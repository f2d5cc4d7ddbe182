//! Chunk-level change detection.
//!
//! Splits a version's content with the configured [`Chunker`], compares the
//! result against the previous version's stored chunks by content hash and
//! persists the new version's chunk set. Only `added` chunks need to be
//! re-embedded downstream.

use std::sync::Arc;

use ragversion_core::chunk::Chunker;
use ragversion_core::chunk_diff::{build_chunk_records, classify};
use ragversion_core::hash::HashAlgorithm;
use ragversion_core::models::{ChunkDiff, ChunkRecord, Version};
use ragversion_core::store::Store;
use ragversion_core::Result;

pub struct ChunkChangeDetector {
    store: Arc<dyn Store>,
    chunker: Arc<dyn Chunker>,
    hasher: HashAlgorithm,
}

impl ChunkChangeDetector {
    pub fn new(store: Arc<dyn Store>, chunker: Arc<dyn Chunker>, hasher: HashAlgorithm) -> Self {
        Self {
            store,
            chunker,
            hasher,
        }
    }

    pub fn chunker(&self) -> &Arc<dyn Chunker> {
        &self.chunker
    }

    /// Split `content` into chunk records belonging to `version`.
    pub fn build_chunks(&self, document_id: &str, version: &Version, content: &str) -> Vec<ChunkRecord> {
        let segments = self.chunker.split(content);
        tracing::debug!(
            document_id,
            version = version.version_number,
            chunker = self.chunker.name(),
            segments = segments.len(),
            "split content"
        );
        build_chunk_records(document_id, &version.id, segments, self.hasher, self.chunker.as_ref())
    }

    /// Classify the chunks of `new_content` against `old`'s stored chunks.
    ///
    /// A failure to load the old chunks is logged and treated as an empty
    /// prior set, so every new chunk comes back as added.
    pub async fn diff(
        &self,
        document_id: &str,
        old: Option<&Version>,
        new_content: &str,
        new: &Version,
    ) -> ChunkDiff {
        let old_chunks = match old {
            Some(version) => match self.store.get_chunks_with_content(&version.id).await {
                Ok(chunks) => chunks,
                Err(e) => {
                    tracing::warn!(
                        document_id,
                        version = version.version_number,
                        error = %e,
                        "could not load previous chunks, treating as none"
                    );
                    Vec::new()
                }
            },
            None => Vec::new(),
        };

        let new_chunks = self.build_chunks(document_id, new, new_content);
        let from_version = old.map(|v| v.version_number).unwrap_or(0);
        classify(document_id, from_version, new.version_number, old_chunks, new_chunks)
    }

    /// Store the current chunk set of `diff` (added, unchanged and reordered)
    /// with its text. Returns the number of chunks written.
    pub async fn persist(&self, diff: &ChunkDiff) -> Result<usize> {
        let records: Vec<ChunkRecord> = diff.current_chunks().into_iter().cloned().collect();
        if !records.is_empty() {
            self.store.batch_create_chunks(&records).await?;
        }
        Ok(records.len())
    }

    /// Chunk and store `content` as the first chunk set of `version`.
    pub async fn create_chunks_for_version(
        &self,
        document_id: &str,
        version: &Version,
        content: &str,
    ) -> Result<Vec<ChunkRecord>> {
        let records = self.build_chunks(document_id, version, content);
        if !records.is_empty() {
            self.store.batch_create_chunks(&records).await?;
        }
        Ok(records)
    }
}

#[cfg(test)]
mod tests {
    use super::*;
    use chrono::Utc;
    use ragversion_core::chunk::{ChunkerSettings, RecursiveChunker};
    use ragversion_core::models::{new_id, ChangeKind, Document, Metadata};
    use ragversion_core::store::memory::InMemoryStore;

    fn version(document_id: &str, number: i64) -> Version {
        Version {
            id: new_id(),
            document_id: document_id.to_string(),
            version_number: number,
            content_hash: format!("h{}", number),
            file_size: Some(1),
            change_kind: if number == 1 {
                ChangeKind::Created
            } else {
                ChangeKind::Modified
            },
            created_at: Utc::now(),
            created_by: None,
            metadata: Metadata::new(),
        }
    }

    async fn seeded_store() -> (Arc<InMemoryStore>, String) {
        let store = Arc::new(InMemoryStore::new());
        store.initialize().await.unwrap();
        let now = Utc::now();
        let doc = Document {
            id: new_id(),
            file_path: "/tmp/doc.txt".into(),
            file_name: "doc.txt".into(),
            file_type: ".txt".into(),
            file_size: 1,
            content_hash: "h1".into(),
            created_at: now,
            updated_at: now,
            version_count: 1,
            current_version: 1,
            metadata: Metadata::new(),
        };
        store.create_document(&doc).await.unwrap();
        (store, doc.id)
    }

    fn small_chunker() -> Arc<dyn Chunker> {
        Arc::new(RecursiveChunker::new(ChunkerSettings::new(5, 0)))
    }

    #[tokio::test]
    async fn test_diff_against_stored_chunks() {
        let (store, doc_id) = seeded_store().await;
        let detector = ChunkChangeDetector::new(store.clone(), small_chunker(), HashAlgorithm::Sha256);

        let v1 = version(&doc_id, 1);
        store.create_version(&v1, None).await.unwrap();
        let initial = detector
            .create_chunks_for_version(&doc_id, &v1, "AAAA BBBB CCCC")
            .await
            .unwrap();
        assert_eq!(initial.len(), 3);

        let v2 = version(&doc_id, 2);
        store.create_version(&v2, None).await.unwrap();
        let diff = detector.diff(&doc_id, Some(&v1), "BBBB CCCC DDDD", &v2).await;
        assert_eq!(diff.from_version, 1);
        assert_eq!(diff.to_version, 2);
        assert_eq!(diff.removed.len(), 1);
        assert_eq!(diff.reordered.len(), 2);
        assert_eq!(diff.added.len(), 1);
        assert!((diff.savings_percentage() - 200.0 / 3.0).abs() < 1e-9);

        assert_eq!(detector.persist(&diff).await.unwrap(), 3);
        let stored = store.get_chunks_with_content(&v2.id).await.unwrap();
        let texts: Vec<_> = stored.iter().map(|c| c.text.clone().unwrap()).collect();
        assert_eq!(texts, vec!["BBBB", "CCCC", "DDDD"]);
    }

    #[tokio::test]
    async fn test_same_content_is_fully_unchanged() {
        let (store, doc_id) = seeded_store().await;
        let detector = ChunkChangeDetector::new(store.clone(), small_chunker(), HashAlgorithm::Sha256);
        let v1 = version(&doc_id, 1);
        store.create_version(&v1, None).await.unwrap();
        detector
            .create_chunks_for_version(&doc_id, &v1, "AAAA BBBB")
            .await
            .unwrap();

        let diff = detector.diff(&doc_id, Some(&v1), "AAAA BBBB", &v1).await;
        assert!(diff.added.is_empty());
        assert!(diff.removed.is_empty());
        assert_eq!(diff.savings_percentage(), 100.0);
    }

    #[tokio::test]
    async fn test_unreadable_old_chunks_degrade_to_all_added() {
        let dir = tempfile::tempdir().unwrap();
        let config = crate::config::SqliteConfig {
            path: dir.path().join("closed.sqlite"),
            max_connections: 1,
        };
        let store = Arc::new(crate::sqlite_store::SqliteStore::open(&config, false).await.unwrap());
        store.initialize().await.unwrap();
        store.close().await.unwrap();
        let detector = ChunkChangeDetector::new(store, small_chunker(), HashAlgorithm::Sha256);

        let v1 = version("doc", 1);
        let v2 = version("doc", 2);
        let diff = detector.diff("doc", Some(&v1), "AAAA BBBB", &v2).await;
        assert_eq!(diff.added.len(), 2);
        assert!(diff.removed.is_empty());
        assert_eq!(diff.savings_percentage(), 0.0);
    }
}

________________

— TO DO —
Every piece of the data is to be set down again exactly.

— EXPECTED OUTPUT —
repository f2d5cc4d7ddbe182
//! Chunk-level change detection.
//!
//! Splits a version's content with the configured [`Chunker`], compares the
//! result against the previous version's stored chunks by content hash and
//! persists the new version's chunk set. Only `added` chunks need to be
//! re-embedded downstream.

use std::sync::Arc;

use ragversion_core::chunk::Chunker;
use ragversion_core::chunk_diff::{build_chunk_records, classify};
use ragversion_core::hash::HashAlgorithm;
use ragversion_core::models::{ChunkDiff, ChunkRecord, Version};
use ragversion_core::store::Store;
use ragversion_core::Result;

pub struct ChunkChangeDetector {
    store: Arc<dyn Store>,
    chunker: Arc<dyn Chunker>,
    hasher: HashAlgorithm,
}

impl ChunkChangeDetector {
    pub fn new(store: Arc<dyn Store>, chunker: Arc<dyn Chunker>, hasher: HashAlgorithm) -> Self {
        Self {
            store,
            chunker,
            hasher,
        }
    }

    pub fn chunker(&self) -> &Arc<dyn Chunker> {
        &self.chunker
    }

    /// Split `content` into chunk records belonging to `version`.
    pub fn build_chunks(&self, document_id: &str, version: &Version, content: &str) -> Vec<ChunkRecord> {
        let segments = self.chunker.split(content);
        tracing::debug!(
            document_id,
            version = version.version_number,
            chunker = self.chunker.name(),
            segments = segments.len(),
            "split content"
        );
        build_chunk_records(document_id, &version.id, segments, self.hasher, self.chunker.as_ref())
    }

    /// Classify the chunks of `new_content` against `old`'s stored chunks.
    ///
    /// A failure to load the old chunks is logged and treated as an empty
    /// prior set, so every new chunk comes back as added.
    pub async fn diff(
        &self,
        document_id: &str,
        old: Option<&Version>,
        new_content: &str,
        new: &Version,
    ) -> ChunkDiff {
        let old_chunks = match old {
            Some(version) => match self.store.get_chunks_with_content(&version.id).await {
                Ok(chunks) => chunks,
                Err(e) => {
                    tracing::warn!(
                        document_id,
                        version = version.version_number,
                        error = %e,
                        "could not load previous chunks, treating as none"
                    );
                    Vec::new()
                }
            },
            None => Vec::new(),
        };

        let new_chunks = self.build_chunks(document_id, new, new_content);
        let from_version = old.map(|v| v.version_number).unwrap_or(0);
        classify(document_id, from_version, new.version_number, old_chunks, new_chunks)
    }

    /// Store the current chunk set of `diff` (added, unchanged and reordered)
    /// with its text. Returns the number of chunks written.
    pub async fn persist(&self, diff: &ChunkDiff) -> Result<usize> {
        let records: Vec<ChunkRecord> = diff.current_chunks().into_iter().cloned().collect();
        if !records.is_empty() {
            self.store.batch_create_chunks(&records).await?;
        }
        Ok(records.len())
    }

    /// Chunk and store `content` as the first chunk set of `version`.
    pub async fn create_chunks_for_version(
        &self,
        document_id: &str,
        version: &Version,
        content: &str,
    ) -> Result<Vec<ChunkRecord>> {
        let records = self.build_chunks(document_id, version, content);
        if !records.is_empty() {
            self.store.batch_create_chunks(&records).await?;
        }
        Ok(records)
    }
}

#[cfg(test)]
mod tests {
    use super::*;
    use chrono::Utc;
    use ragversion_core::chunk::{ChunkerSettings, RecursiveChunker};
    use ragversion_core::models::{new_id, ChangeKind, Document, Metadata};
    use ragversion_core::store::memory::InMemoryStore;

    fn version(document_id: &str, number: i64) -> Version {
        Version {
            id: new_id(),
            document_id: document_id.to_string(),
            version_number: number,
            content_hash: format!("h{}", number),
            file_size: Some(1),
            change_kind: if number == 1 {
                ChangeKind::Created
            } else {
                ChangeKind::Modified
            },
            created_at: Utc::now(),
            created_by: None,
            metadata: Metadata::new(),
        }
    }

    async fn seeded_store() -> (Arc<InMemoryStore>, String) {
        let store = Arc::new(InMemoryStore::new());
        store.initialize().await.unwrap();
        let now = Utc::now();
        let doc = Document {
            id: new_id(),
            file_path: "/tmp/doc.txt".into(),
            file_name: "doc.txt".into(),
            file_type: ".txt".into(),
            file_size: 1,
            content_hash: "h1".into(),
            created_at: now,
            updated_at: now,
            version_count: 1,
            current_version: 1,
            metadata: Metadata::new(),
        };
        store.create_document(&doc).await.unwrap();
        (store, doc.id)
    }

    fn small_chunker() -> Arc<dyn Chunker> {
        Arc::new(RecursiveChunker::new(ChunkerSettings::new(5, 0)))
    }

    #[tokio::test]
    async fn test_diff_against_stored_chunks() {
        let (store, doc_id) = seeded_store().await;
        let detector = ChunkChangeDetector::new(store.clone(), small_chunker(), HashAlgorithm::Sha256);

        let v1 = version(&doc_id, 1);
        store.create_version(&v1, None).await.unwrap();
        let initial = detector
            .create_chunks_for_version(&doc_id, &v1, "AAAA BBBB CCCC")
            .await
            .unwrap();
        assert_eq!(initial.len(), 3);

        let v2 = version(&doc_id, 2);
        store.create_version(&v2, None).await.unwrap();
        let diff = detector.diff(&doc_id, Some(&v1), "BBBB CCCC DDDD", &v2).await;
        assert_eq!(diff.from_version, 1);
        assert_eq!(diff.to_version, 2);
        assert_eq!(diff.removed.len(), 1);
        assert_eq!(diff.reordered.len(), 2);
        assert_eq!(diff.added.len(), 1);
        assert!((diff.savings_percentage() - 200.0 / 3.0).abs() < 1e-9);

        assert_eq!(detector.persist(&diff).await.unwrap(), 3);
        let stored = store.get_chunks_with_content(&v2.id).await.unwrap();
        let texts: Vec<_> = stored.iter().map(|c| c.text.clone().unwrap()).collect();
        assert_eq!(texts, vec!["BBBB", "CCCC", "DDDD"]);
    }

    #[tokio::test]
    async fn test_same_content_is_fully_unchanged() {
        let (store, doc_id) = seeded_store().await;
        let detector = ChunkChangeDetector::new(store.clone(), small_chunker(), HashAlgorithm::Sha256);
        let v1 = version(&doc_id, 1);
        store.create_version(&v1, None).await.unwrap();
        detector
            .create_chunks_for_version(&doc_id, &v1, "AAAA BBBB")
            .await
            .unwrap();

        let diff = detector.diff(&doc_id, Some(&v1), "AAAA BBBB", &v1).await;
        assert!(diff.added.is_empty());
        assert!(diff.removed.is_empty());
        assert_eq!(diff.savings_percentage(), 100.0);
    }

    #[tokio::test]
    async fn test_unreadable_old_chunks_degrade_to_all_added() {
        let dir = tempfile::tempdir().unwrap();
        let config = crate::config::SqliteConfig {
            path: dir.path().join("closed.sqlite"),
            max_connections: 1,
        };
        let store = Arc::new(crate::sqlite_store::SqliteStore::open(&config, false).await.unwrap());
        store.initialize().await.unwrap();
        store.close().await.unwrap();
        let detector = ChunkChangeDetector::new(store, small_chunker(), HashAlgorithm::Sha256);

        let v1 = version("doc", 1);
        let v2 = version("doc", 2);
        let diff = detector.diff("doc", Some(&v1), "AAAA BBBB", &v2).await;
        assert_eq!(diff.added.len(), 2);
        assert!(diff.removed.is_empty());
        assert_eq!(diff.savings_percentage(), 0.0);
    }
}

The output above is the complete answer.